Problem to solve: Filtering the records below, copy only those lines that include the word "number".

(Beginning of Exercise input)

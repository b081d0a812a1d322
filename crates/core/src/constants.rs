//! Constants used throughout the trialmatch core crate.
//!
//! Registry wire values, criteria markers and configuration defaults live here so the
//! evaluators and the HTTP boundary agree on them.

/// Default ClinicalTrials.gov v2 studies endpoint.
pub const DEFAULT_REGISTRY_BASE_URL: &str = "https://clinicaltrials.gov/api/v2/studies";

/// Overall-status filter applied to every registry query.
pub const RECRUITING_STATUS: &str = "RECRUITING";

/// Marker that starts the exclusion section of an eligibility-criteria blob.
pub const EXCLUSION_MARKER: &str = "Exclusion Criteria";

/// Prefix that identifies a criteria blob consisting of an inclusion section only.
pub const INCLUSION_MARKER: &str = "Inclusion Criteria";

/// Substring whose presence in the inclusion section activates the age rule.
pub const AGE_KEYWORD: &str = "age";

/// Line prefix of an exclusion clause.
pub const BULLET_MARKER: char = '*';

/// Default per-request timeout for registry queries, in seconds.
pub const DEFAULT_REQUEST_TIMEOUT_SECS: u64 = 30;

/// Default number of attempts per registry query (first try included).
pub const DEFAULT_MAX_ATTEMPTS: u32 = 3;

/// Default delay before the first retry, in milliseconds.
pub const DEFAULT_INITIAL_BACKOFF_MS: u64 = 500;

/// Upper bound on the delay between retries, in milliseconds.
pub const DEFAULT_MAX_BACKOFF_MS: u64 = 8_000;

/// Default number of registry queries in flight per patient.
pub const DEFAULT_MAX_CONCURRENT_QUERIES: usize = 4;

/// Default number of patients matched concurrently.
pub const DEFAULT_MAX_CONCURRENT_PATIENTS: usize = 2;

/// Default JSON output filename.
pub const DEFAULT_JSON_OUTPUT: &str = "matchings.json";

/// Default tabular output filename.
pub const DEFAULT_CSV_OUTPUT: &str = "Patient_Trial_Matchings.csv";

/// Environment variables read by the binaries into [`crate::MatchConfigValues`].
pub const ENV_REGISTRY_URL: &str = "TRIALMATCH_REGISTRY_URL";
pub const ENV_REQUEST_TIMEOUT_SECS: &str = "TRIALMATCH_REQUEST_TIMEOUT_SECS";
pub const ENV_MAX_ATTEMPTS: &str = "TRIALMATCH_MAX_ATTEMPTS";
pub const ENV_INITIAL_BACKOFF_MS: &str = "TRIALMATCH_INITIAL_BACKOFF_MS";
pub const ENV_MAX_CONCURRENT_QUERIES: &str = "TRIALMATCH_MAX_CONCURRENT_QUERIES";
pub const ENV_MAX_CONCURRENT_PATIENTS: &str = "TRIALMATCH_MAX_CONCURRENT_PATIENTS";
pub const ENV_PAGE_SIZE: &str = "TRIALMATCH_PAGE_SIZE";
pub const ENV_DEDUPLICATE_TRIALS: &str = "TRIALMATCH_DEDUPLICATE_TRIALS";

(End of Exercise input)
(Beginning of Exercise input)

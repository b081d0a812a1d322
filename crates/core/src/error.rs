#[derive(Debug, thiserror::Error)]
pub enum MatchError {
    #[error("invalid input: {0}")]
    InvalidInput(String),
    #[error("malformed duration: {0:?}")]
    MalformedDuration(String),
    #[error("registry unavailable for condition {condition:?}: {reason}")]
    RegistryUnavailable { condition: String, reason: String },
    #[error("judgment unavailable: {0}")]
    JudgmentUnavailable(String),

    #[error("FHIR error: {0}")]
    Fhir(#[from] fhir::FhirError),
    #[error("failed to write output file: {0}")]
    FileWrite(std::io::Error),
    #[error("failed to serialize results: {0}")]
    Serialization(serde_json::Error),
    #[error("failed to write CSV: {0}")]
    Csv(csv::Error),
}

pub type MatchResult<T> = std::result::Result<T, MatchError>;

(End of Exercise input)

Written reply:
/// Default number of attempts per registry query (first try included).
/// Default number of registry queries in flight per patient.
/// Default number of patients matched concurrently.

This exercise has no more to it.